=== TASK TO COMPLETE ===
From the entries that follow, copy exactly the lines beginning at the line holding "properties, timeline and" and continuing through the line holding "ticks to seconds.".

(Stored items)
□ □ □ □ □

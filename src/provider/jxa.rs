//! MediaRemote through JavaScript for Automation.
//!
//! Runs the `MRNowPlayingRequest` traversal inside `osascript`. Since macOS
//! 15.4, MediaRemote only answers Apple-signed processes, and `osascript` is
//! one, so this is the default macOS backend.

use anyhow::{Context, Result};
use log::debug;
use serde::Deserialize;
use serde_json::Value;
use std::collections::HashMap;
use std::process::Command;
use std::time::Duration;

use super::{NowPlayingProvider, RawNowPlaying};
use crate::convert::ForeignValue;
use crate::info_bag::{InfoBag, InfoKey};
use crate::util;

const SCRIPT: &str = include_str!("now_playing.js");

/// What the script prints on success
#[derive(Debug, Deserialize)]
struct ScriptOutput {
    #[serde(default)]
    player: Value,
    #[serde(default)]
    info: HashMap<String, Value>,
}

pub struct JxaProvider {
    timeout: Duration,
}

impl JxaProvider {
    pub fn new(timeout: Duration) -> Self {
        Self { timeout }
    }
}

impl Default for JxaProvider {
    fn default() -> Self {
        Self::new(util::DEFAULT_COMMAND_TIMEOUT)
    }
}

impl NowPlayingProvider for JxaProvider {
    fn name(&self) -> &'static str {
        "jxa"
    }

    fn query_now_playing(&self) -> Result<RawNowPlaying> {
        let mut cmd = Command::new("osascript");
        cmd.args(["-l", "JavaScript", "-e", SCRIPT])
            .args(InfoKey::ALL.map(InfoKey::media_remote_key));

        let output = util::run_command_with_timeout(&mut cmd, self.timeout)?;
        if !output.status.success() {
            let stderr = String::from_utf8_lossy(&output.stderr);
            anyhow::bail!("{}", clean_script_error(&stderr));
        }

        let stdout = String::from_utf8_lossy(&output.stdout);
        debug!("osascript returned {} bytes", stdout.len());
        parse_output(&stdout)
    }
}

/// Parse the script's JSON line into a raw snapshot.
pub fn parse_output(stdout: &str) -> Result<RawNowPlaying> {
    let output: ScriptOutput =
        serde_json::from_str(stdout.trim()).context("osascript printed unexpected output")?;

    let info: InfoBag = output
        .info
        .iter()
        .filter_map(|(key, value)| {
            InfoKey::from_media_remote_key(key).map(|key| (key, foreign_from_json(value)))
        })
        .collect();

    Ok(RawNowPlaying {
        player: foreign_from_json(&output.player),
        info,
    })
}

fn foreign_from_json(value: &Value) -> ForeignValue {
    match value {
        Value::Null => ForeignValue::Null,
        Value::String(text) => ForeignValue::Text(text.clone()),
        Value::Number(n) => n
            .as_f64()
            .map_or_else(|| ForeignValue::Unsupported("number".to_string()), ForeignValue::Number),
        Value::Bool(b) => ForeignValue::Bool(*b),
        Value::Object(map) => ForeignValue::Unsupported(
            map.get("unsupported")
                .and_then(Value::as_str)
                .unwrap_or("object")
                .to_string(),
        ),
        Value::Array(_) => ForeignValue::Unsupported("array".to_string()),
    }
}

/// Reduce osascript's error line to the thrown message.
///
/// `execution error: Error: no active player (-2700)` becomes
/// `no active player`.
fn clean_script_error(stderr: &str) -> String {
    let mut message = stderr.trim();
    if let Some(rest) = message.split_once("execution error: ").map(|(_, rest)| rest) {
        message = rest;
    }
    message = message.strip_prefix("Error: ").unwrap_or(message);
    if let Some((head, code)) = message.rsplit_once(" (") {
        if code.strip_suffix(')').is_some_and(|c| c.parse::<i64>().is_ok()) {
            message = head;
        }
    }

    if message.is_empty() {
        "osascript failed without a message".to_string()
    } else {
        message.to_string()
    }
}
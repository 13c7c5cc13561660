//! Windows media sessions through GSMTC.
//!
//! `GlobalSystemMediaTransportControlsSessionManager` exposes the session the
//! shell considers current, together with its media properties, timeline and
//! playback info. WinRT reports times as `TimeSpan` ticks (100 ns) and a
//! status enum instead of a rate; both are mapped onto the MediaRemote
//! conventions here, the same way the playerctl backend maps MPRIS.

use crate::convert::ForeignValue;

const TICKS_PER_SECOND: f64 = 10_000_000.0;

/// `TimeSpan` ticks to seconds.
#[allow(clippy::cast_precision_loss)]
pub fn ticks_to_seconds(ticks: i64) -> f64 {
    ticks as f64 / TICKS_PER_SECOND
}

/// Track length from the timeline end. Sessions without a timeline report 0.
pub fn duration_value(end_ticks: i64) -> ForeignValue {
    if end_ticks <= 0 {
        ForeignValue::Null
    } else {
        ForeignValue::Number(ticks_to_seconds(end_ticks))
    }
}

/// Session status name onto a playback rate, as playerctl statuses are mapped.
pub fn playback_rate(status: &str) -> ForeignValue {
    match status {
        "Playing" => ForeignValue::Number(1.0),
        "Paused" | "Stopped" => ForeignValue::Number(0.0),
        other => ForeignValue::Unsupported(format!("status {other}")),
    }
}

/// Some apps only fill the album artist.
pub fn artist_or_album_artist(artist: String, album_artist: String) -> String {
    if artist.is_empty() {
        album_artist
    } else {
        artist
    }
}

/// GSMTC leaves unset fields as empty strings.
pub fn text(value: String) -> ForeignValue {
    if value.is_empty() {
        ForeignValue::Null
    } else {
        ForeignValue::Text(value)
    }
}

#[cfg(target_os = "windows")]
pub use session::GsmtcProvider;

#[cfg(target_os = "windows")]
mod session {
    use anyhow::{Context, Result};
    use log::debug;
    use windows::Media::Control::{
        GlobalSystemMediaTransportControlsSessionManager as SessionManager,
        GlobalSystemMediaTransportControlsSessionPlaybackStatus as PlaybackStatus,
    };

    use super::{artist_or_album_artist, duration_value, playback_rate, text, ticks_to_seconds};
    use crate::convert::ForeignValue;
    use crate::info_bag::{InfoBag, InfoKey};
    use crate::provider::{NowPlayingProvider, RawNowPlaying};

    #[derive(Default)]
    pub struct GsmtcProvider;

    impl GsmtcProvider {
        pub fn new() -> Self {
            Self
        }
    }

    impl NowPlayingProvider for GsmtcProvider {
        fn name(&self) -> &'static str {
            "gsmtc"
        }

        fn query_now_playing(&self) -> Result<RawNowPlaying> {
            let manager = SessionManager::RequestAsync()
                .and_then(|operation| operation.get())
                .context("media session manager is not available")?;

            let session = manager.GetCurrentSession().context("no active player")?;

            let player = session.SourceAppUserModelId()?.to_string();
            if player.is_empty() {
                anyhow::bail!("no active player");
            }
            debug!("GSMTC player: {player}");

            let properties = session
                .TryGetMediaPropertiesAsync()
                .and_then(|operation| operation.get())
                .context("no now playing item")?;

            let artist = artist_or_album_artist(
                properties.Artist()?.to_string(),
                properties.AlbumArtist()?.to_string(),
            );

            let mut info = InfoBag::from_iter([
                (InfoKey::Title, text(properties.Title()?.to_string())),
                (InfoKey::Album, text(properties.AlbumTitle()?.to_string())),
                (InfoKey::Artist, text(artist)),
            ]);

            // Timeline and status are optional per session; leave the keys out
            // when the app does not publish them.
            match session.GetTimelineProperties() {
                Ok(timeline) => {
                    if let Ok(end) = timeline.EndTime() {
                        info.insert(InfoKey::Duration, duration_value(end.Duration));
                    }
                    if let Ok(position) = timeline.Position() {
                        info.insert(
                            InfoKey::ElapsedTime,
                            ForeignValue::Number(ticks_to_seconds(position.Duration)),
                        );
                    }
                }
                Err(err) => debug!("GSMTC timeline unavailable: {err}"),
            }

            match session.GetPlaybackInfo().and_then(|playback| playback.PlaybackStatus()) {
                Ok(status) => {
                    info.insert(InfoKey::PlaybackRate, playback_rate(status_name(status)));
                }
                Err(err) => debug!("GSMTC playback info unavailable: {err}"),
            }

            Ok(RawNowPlaying {
                player: ForeignValue::Text(player),
                info,
            })
        }
    }

    fn status_name(status: PlaybackStatus) -> &'static str {
        if status == PlaybackStatus::Playing {
            "Playing"
        } else if status == PlaybackStatus::Paused {
            "Paused"
        } else if status == PlaybackStatus::Stopped {
            "Stopped"
        } else if status == PlaybackStatus::Changing {
            "Changing"
        } else if status == PlaybackStatus::Opened {
            "Opened"
        } else {
            "Closed"
        }
    }
}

□ □ □ □ □

=== RESPONSE AREA ===
//! shell considers current, together with its media properties, timeline and
//! playback info. WinRT reports times as `TimeSpan` ticks (100 ns) and a
//! status enum instead of a rate; both are mapped onto the MediaRemote
//! conventions here, the same way the playerctl backend maps MPRIS.

use crate::convert::ForeignValue;

const TICKS_PER_SECOND: f64 = 10_000_000.0;

/// `TimeSpan` ticks to seconds.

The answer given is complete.